● **WHAT THIS TASK INVOLVES**:
Set down exactly, from the records below, the line with "assert_eq!(gb.total_cycles(), cycles_first);" through the line with "assert_eq!(cycles, 4); // NOP", and nothing else.

● **DATA FOR PROCESSING**:
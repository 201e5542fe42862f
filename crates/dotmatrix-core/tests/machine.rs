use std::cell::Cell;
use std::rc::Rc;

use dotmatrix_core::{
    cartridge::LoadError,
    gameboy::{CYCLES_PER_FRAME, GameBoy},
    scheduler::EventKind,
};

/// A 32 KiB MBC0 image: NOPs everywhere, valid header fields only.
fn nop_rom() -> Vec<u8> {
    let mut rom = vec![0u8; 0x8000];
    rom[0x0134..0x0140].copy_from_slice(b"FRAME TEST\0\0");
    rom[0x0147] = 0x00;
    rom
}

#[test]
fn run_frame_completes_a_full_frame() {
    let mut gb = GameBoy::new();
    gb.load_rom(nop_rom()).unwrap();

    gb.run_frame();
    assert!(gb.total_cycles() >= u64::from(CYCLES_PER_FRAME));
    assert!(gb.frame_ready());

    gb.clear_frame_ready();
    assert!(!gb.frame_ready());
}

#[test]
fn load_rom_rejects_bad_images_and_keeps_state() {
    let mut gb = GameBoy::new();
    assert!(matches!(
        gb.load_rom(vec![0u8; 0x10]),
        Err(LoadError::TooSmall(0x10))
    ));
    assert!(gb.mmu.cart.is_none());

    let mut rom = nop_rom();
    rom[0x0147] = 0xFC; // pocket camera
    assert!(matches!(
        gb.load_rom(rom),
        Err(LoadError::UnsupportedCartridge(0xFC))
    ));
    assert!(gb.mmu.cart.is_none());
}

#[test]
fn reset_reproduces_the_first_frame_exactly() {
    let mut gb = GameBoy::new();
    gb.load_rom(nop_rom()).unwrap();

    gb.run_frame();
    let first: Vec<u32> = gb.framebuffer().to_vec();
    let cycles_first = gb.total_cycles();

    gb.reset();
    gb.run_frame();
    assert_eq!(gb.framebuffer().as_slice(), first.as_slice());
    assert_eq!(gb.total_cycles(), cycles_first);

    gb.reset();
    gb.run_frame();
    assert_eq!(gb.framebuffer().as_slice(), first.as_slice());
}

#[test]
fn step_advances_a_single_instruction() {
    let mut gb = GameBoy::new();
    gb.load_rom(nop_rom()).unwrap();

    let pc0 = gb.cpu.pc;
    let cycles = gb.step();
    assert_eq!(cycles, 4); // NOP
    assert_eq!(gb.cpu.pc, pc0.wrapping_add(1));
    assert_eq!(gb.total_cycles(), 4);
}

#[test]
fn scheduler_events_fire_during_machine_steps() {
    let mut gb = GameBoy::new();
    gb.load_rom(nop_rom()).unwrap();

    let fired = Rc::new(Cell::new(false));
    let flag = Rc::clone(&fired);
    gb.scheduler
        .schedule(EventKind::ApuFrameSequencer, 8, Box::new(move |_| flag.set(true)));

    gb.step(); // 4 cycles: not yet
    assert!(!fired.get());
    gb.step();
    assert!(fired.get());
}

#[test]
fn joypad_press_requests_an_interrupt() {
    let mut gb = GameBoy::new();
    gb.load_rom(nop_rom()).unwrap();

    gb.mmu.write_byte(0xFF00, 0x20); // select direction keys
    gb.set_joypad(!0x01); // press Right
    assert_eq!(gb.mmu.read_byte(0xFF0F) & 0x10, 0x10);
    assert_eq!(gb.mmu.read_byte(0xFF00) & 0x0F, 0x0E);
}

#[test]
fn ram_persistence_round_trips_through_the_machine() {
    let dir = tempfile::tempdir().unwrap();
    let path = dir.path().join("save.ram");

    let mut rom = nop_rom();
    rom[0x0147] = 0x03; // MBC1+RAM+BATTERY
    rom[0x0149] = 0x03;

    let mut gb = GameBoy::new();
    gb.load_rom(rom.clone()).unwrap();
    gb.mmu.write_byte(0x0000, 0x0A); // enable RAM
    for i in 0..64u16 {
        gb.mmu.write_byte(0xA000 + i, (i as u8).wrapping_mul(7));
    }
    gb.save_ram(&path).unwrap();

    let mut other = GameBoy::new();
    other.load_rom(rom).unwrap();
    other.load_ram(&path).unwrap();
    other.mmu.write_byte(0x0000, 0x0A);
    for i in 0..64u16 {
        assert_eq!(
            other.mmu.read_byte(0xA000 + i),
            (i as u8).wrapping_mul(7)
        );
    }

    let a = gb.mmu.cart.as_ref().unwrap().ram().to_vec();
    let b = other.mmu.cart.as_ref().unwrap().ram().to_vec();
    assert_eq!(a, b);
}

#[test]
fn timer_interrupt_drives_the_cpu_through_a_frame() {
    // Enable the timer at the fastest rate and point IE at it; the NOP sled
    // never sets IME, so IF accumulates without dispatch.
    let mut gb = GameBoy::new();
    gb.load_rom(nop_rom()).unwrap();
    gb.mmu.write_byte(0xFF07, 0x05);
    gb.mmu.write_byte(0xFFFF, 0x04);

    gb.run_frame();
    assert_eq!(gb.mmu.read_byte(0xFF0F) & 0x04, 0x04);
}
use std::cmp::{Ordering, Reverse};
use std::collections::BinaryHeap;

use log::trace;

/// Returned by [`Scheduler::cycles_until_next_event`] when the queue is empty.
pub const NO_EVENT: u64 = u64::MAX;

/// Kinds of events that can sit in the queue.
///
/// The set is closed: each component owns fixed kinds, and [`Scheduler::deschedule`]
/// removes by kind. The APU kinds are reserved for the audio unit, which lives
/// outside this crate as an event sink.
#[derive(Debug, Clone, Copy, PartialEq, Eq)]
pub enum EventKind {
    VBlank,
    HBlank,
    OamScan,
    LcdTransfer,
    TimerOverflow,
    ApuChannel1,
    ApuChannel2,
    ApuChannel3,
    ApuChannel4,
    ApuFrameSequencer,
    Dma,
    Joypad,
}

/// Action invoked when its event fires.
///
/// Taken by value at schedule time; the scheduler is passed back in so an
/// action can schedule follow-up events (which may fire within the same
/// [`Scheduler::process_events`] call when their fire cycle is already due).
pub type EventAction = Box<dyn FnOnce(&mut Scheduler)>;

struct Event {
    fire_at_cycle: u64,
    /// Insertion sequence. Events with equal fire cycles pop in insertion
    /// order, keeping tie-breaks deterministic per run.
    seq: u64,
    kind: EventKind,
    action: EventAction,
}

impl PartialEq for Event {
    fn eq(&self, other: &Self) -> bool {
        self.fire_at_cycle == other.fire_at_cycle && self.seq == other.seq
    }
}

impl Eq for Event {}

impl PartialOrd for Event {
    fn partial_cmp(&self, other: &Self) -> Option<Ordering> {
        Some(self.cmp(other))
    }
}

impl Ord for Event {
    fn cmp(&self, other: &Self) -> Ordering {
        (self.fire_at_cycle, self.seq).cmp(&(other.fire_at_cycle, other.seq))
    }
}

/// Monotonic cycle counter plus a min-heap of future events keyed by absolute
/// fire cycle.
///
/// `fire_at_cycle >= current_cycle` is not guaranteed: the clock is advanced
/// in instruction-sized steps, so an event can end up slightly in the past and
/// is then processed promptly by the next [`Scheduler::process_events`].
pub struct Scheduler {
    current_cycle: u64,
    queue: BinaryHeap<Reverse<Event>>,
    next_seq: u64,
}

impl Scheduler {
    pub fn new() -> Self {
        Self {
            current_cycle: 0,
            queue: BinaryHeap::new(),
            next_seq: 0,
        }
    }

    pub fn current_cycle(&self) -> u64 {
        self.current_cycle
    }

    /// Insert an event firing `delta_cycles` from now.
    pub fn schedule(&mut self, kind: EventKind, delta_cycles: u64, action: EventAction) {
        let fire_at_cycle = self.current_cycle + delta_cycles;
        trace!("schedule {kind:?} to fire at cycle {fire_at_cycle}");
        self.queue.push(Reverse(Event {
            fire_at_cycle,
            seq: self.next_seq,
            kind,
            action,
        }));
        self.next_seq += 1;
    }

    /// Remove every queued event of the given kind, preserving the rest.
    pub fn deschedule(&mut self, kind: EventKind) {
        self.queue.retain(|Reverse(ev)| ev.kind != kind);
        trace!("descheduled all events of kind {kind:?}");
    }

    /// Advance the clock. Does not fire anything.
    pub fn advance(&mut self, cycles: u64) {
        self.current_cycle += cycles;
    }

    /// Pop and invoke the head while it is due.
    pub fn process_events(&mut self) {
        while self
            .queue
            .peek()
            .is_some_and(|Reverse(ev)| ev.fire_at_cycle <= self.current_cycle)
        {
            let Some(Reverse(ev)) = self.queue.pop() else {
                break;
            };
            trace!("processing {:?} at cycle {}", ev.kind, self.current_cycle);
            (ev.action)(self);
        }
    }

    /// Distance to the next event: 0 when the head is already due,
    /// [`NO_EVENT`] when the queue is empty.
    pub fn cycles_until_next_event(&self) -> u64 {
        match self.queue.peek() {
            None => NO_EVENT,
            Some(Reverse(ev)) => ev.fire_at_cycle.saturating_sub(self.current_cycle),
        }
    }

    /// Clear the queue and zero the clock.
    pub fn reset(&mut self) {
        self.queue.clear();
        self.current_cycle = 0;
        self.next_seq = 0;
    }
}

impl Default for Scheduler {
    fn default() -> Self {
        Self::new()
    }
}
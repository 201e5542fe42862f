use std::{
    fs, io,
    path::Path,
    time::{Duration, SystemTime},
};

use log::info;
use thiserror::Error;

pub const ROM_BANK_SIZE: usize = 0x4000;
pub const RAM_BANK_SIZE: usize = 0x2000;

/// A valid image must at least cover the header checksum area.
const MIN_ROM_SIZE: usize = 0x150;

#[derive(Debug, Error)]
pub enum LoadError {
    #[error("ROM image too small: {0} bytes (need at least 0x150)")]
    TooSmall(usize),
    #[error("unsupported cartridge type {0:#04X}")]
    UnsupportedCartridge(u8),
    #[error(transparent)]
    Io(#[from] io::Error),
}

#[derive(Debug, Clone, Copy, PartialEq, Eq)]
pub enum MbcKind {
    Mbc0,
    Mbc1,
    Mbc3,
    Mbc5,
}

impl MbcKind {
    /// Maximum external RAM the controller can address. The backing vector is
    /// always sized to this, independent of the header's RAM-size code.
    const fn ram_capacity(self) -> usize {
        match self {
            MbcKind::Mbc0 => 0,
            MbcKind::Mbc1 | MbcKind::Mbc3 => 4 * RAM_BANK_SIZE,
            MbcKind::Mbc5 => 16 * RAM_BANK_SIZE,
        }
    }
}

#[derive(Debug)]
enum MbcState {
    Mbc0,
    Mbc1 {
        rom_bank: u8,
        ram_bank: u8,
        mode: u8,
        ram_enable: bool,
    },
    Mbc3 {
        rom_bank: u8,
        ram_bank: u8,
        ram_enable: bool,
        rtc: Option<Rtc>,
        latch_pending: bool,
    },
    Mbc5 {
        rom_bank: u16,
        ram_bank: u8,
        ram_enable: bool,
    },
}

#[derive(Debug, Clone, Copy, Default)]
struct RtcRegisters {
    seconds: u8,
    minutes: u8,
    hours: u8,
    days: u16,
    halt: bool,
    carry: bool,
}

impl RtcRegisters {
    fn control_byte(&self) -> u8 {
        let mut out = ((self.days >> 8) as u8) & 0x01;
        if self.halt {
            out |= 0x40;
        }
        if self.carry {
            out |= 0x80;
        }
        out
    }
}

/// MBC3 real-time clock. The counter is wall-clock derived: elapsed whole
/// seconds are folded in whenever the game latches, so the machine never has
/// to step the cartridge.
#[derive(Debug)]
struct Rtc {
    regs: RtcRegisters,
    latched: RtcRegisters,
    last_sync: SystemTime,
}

● **RESPONSE AREA**:
    assert_eq!(gb.total_cycles(), cycles_first);

    gb.reset();
    gb.run_frame();
    assert_eq!(gb.framebuffer().as_slice(), first.as_slice());
}

#[test]
fn step_advances_a_single_instruction() {
    let mut gb = GameBoy::new();
    gb.load_rom(nop_rom()).unwrap();

    let pc0 = gb.cpu.pc;
    let cycles = gb.step();
    assert_eq!(cycles, 4); // NOP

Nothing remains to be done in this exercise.